▶ **EXERCISE INSTRUCTIONS**
Beneath this task are records; state how many of their lines hold the word "evaluated", and nothing else.

▶ **EXERCISE DATA**

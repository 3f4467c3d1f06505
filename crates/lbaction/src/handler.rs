//! Callback signatures and handler results.
//!
//! Callbacks receive the shared [`Context`] explicitly. Match predicates and
//! render hooks run while a view is compiled; run handlers and registered
//! functions run when LaunchBar hands an emitted item back to the action.

use crate::context::Context;
use crate::item::Items;
use lb_core::ItemRecord;
use std::rc::Rc;

/// Error type returned by user callbacks.
pub type HandlerError = Box<dyn std::error::Error + Send + Sync>;

pub type HandlerResult = Result<Output, HandlerError>;

/// Visibility predicate evaluated at compile time.
pub type MatchFn = Rc<dyn Fn(&Context, &ItemRecord) -> bool>;

/// Late-binding mutator evaluated at compile time, before serialization.
pub type RenderFn = Rc<dyn Fn(&Context, &mut ItemRecord)>;

/// Item run handler or registered function.
pub type RunFn = Rc<dyn Fn(&mut Context, &ItemRecord) -> HandlerResult>;

/// What a handler hands back to LaunchBar.
#[derive(Debug)]
pub enum Output {
    /// Printed verbatim.
    Text(String),
    /// Serialized in insertion order.
    Items(Items),
    /// Name of a registered view to compile.
    View(String),
}

impl Output {
    /// No output; LaunchBar keeps its current state.
    pub fn empty() -> Self {
        Self::Text(String::new())
    }

    pub fn view(name: impl Into<String>) -> Self {
        Self::View(name.into())
    }
}

impl From<String> for Output {
    fn from(s: String) -> Self {
        Self::Text(s)
    }
}

impl From<&str> for Output {
    fn from(s: &str) -> Self {
        Self::Text(s.to_string())
    }
}

impl From<Items> for Output {
    fn from(items: Items) -> Self {
        Self::Items(items)
    }
}

/// Predicate that always shows the item.
pub fn always() -> impl Fn(&Context, &ItemRecord) -> bool {
    |_, _| true
}

/// Predicate that never shows the item.
pub fn never() -> impl Fn(&Context, &ItemRecord) -> bool {
    |_, _| false
}

/// Show the item when `condition` holds (evaluated at registration time).
pub fn match_if(condition: bool) -> impl Fn(&Context, &ItemRecord) -> bool {
    move |_, _| condition
}

/// Show the item unless `condition` holds.
pub fn match_unless(condition: bool) -> impl Fn(&Context, &ItemRecord) -> bool {
    move |_, _| !condition
}

/// Run handler that switches to `view` and re-runs the action.
pub fn show_view(view: impl Into<String>) -> impl Fn(&mut Context, &ItemRecord) -> HandlerResult {
    let view = view.into();
    move |ctx, _| {
        ctx.show_view(&view)?;
        Ok(Output::empty())
    }
}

▶ **THE ANSWER**
3